What is expected
Search the entries below for the string "code" and copy the lines that hold it.

Data extracted from a collection
impl StepExecutor {
    /// Creates a step executor.
    pub fn new(
        registry: Arc<AdapterRegistry>,
        events: Arc<EventBus>,
        hooks: Arc<HookManager>,
        default_timeout: Option<Duration>,
        default_retry: Option<RetryPolicy>,
    ) -> Self {
        Self {
            registry,
            events,
            hooks,
            default_timeout,
            default_retry,
        }
    }

    async fn emit(&self, event: EngineEvent) {
        let _ = self.events.emit(event).await;
    }

    /// Runs one step to completion, skip, or failure.
    pub async fn execute(
        &self,
        step: &ParsedStep,
        store: &ContextStore,
        cancel: &CancellationToken,
    ) -> StepResult {
        let run = store.info().clone();
        let view = store.view();

        // 1. Condition.
        if let Some(when) = &step.when {
            if !evaluate_condition(when, &view) {
                let reason = format!("condition '{when}' evaluated to false");
                info!(step_id = %step.id, "Skipping step: {reason}");
                let result = StepResult::skipped(&step.id, reason);
                self.emit(
                    EngineEvent::new(
                        names::STEP_SKIPPED,
                        serde_json::json!({ "reason": result.error }),
                    )
                    .for_workflow(run.workflow_id.as_str())
                    .for_step(step.id.as_str())
                    .for_run(run.execution_id.as_str()),
                )
                .await;
                return result;
            }
        }

        // 2. Template resolution for input and environment.
        let input = serde_json::Value::Object(
            step.with
                .iter()
                .map(|(k, v)| (k.clone(), resolve_value(v, &view)))
                .collect(),
        );
        let env = resolve_string_map(&step.env, &view);

        // 3. Adapter resolution.
        let adapter = match self.registry.resolve(&step.action) {
            Ok(adapter) => adapter,
            Err(err) => {
                error!(step_id = %step.id, action = %step.action, "{err}");
                return self.fail(step, &run, 0, Duration::ZERO, err).await;
            }
        };

        let problems = adapter.validate(&step.action, &input);
        if !problems.is_empty() {
            let err = EngineError::InvalidStepConfig {
                step_id: step.id.clone(),
                reason: problems.join("; "),
            };
            return self.fail(step, &run, 0, Duration::ZERO, err).await;
        }

        // 4. Retry loop under timeout.
        let policy = step
            .retry
            .as_ref()
            .map(RetryPolicy::from)
            .or_else(|| self.default_retry.clone())
            .unwrap_or_else(RetryPolicy::none);
        let timeout = step.timeout.or(self.default_timeout);

        let _ = self.hooks.before_step(&run, &step.id).await;
        self.emit(
            EngineEvent::new(
                names::STEP_STARTED,
                serde_json::json!({ "action": step.action, "name": step.name }),
            )
            .for_workflow(run.workflow_id.as_str())
            .for_step(step.id.as_str())
            .for_run(run.execution_id.as_str()),
        )
        .await;

        let started = Instant::now();
        let mut attempt: u32 = 0;
        loop {
            attempt += 1;
            if cancel.is_cancelled() {
                let err = EngineError::Cancelled(format!("step '{}' cancelled", step.id));
                return self.fail(step, &run, attempt - 1, started.elapsed(), err).await;
            }

            debug!(step_id = %step.id, attempt, "Invoking adapter");
            let ctx = AdapterContext::from_view(
                &view,
                &step.id,
                env.clone(),
                timeout,
                cancel.clone(),
            );
            let call = adapter.execute(&step.action, input.clone(), ctx);
            let outcome = match timeout {
                Some(limit) => {
                    match run_with_timeout(&step.id, limit, cancel, call, None::<std::future::Ready<()>>)
                        .await
                    {
                        Ok(result) => result,
                        Err(timeout_err) => {
                            self.emit(
                                EngineEvent::new(
                                    names::STEP_TIMEOUT,
                                    serde_json::json!({
                                        "timeoutMs": timeout_err.timeout_ms,
                                        "elapsedMs": timeout_err.elapsed_ms,
                                    }),
                                )
                                .for_workflow(run.workflow_id.as_str())
                                .for_step(step.id.as_str())
                                .for_run(run.execution_id.as_str()),
                            )
                            .await;
                            Err(EngineError::StepTimeout {
                                step_id: step.id.clone(),
                                timeout_ms: timeout_err.timeout_ms,
                                elapsed_ms: timeout_err.elapsed_ms,
                            })
                        }
                    }
                }
                None => call.await,
            };

            let error = match outcome {
                Ok(result) if result.success => {
                    return self
                        .complete(step, store, attempt, started.elapsed(), result.output)
                        .await;
                }
                Ok(result) => {
                    let info = result.error.unwrap_or_else(|| crate::adapter::AdapterErrorInfo {
                        message: "adapter reported failure without details".to_string(),
                        code: None,
                        details: None,
                        stack: None,
                    });
                    EngineError::AdapterFailed {
                        adapter: adapter.name().to_string(),
                        action: step.action.clone(),
                        message: info.message,
                        code: info.code,
                    }
                }
                Err(err) => err,
            };

            if policy.should_retry(&error, attempt) {
                let delay = policy.delay_for(attempt);
                warn!(
                    step_id = %step.id,
                    attempt,
                    max_attempts = policy.max_attempts,
                    delay_ms = delay.as_millis() as u64,
                    "Step failed, retrying"
                );
                store.increment_attempt();
                let _ = self.hooks.on_retry(&run, &step.id, attempt, delay).await;
                self.emit(
                    EngineEvent::new(
                        names::STEP_RETRYING,
                        serde_json::json!({
                            "attempt": attempt,
                            "maxAttempts": policy.max_attempts,
                            "delayMs": delay.as_millis() as u64,
                            "error": error.to_string(),
                        }),
                    )
                    .for_workflow(run.workflow_id.as_str())
                    .for_step(step.id.as_str())
                    .for_run(run.execution_id.as_str()),
                )
                .await;

                tokio::select! {
                    _ = tokio::time::sleep(delay) => {}
                    _ = cancel.cancelled() => {
                        let err = EngineError::Cancelled(format!(
                            "step '{}' cancelled during backoff", step.id
                        ));
                        return self.fail(step, &run, attempt, started.elapsed(), err).await;
                    }
                }
                continue;
            }

            return self.fail(step, &run, attempt, started.elapsed(), error).await;
        }
    }

    async fn complete(
        &self,
        step: &ParsedStep,
        store: &ContextStore,
        attempts: u32,
        duration: Duration,
        output: serde_json::Value,
    ) -> StepResult {
        let run = store.info().clone();

        // Make the raw output visible before projections are computed, so
        // templates may reference `steps.<id>.output`.
        store.record_step_output(
            &step.id,
            serde_json::json!({ "output": output, "outputs": output }),
        );
        let outputs = if step.outputs.is_empty() {
            output.clone()
        } else {
            serde_json::Value::Object(
                resolve_projections(&step.outputs, &store.view())
                    .into_iter()
                    .collect(),
            )
        };
        let record = serde_json::json!({ "output": output, "outputs": outputs });
        store.record_step_output(&step.id, record.clone());

        info!(
            step_id = %step.id,
            duration_ms = duration.as_millis() as u64,
            attempts,
            "Step completed"
        );
        let result = StepResult {
            step_id: step.id.clone(),
            status: StepStatus::Success,
            duration,
            attempts,
            output: Some(record),
            error: None,
        };
        self.emit(
            EngineEvent::new(
                names::STEP_COMPLETED,
                serde_json::json!({
                    "durationMs": duration.as_millis() as u64,
                    "output": result.output,
                }),
            )
            .for_workflow(run.workflow_id.as_str())
            .for_step(step.id.as_str())
            .for_run(run.execution_id.as_str()),
        )
        .await;
        let _ = self.hooks.after_step(&run, &result).await;
        result
    }

    async fn fail(
        &self,
        step: &ParsedStep,
        run: &crate::context::RunInfo,
        attempts: u32,
        duration: Duration,
        error: EngineError,
    ) -> StepResult {
        error!(step_id = %step.id, attempts, "Step failed: {error}");
        let result = StepResult {
            step_id: step.id.clone(),
            status: StepStatus::Failed,
            duration,
            attempts,
            output: None,
            error: Some(error.to_string()),
        };
        self.emit(
            EngineEvent::new(
                names::STEP_FAILED,
                serde_json::json!({
                    "error": error.to_string(),
                    "code": error.code(),
                    "attempts": attempts,
                    "continueOnError": step.continue_on_error,
                }),
            )
            .for_workflow(run.workflow_id.as_str())
            .for_step(step.id.as_str())
            .for_run(run.execution_id.as_str()),
        )
        .await;
        let _ = self.hooks.after_step(run, &result).await;
        result
    }
}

Answer to this task
                        code: None,
                        code: info.code,
                    "code": error.code(),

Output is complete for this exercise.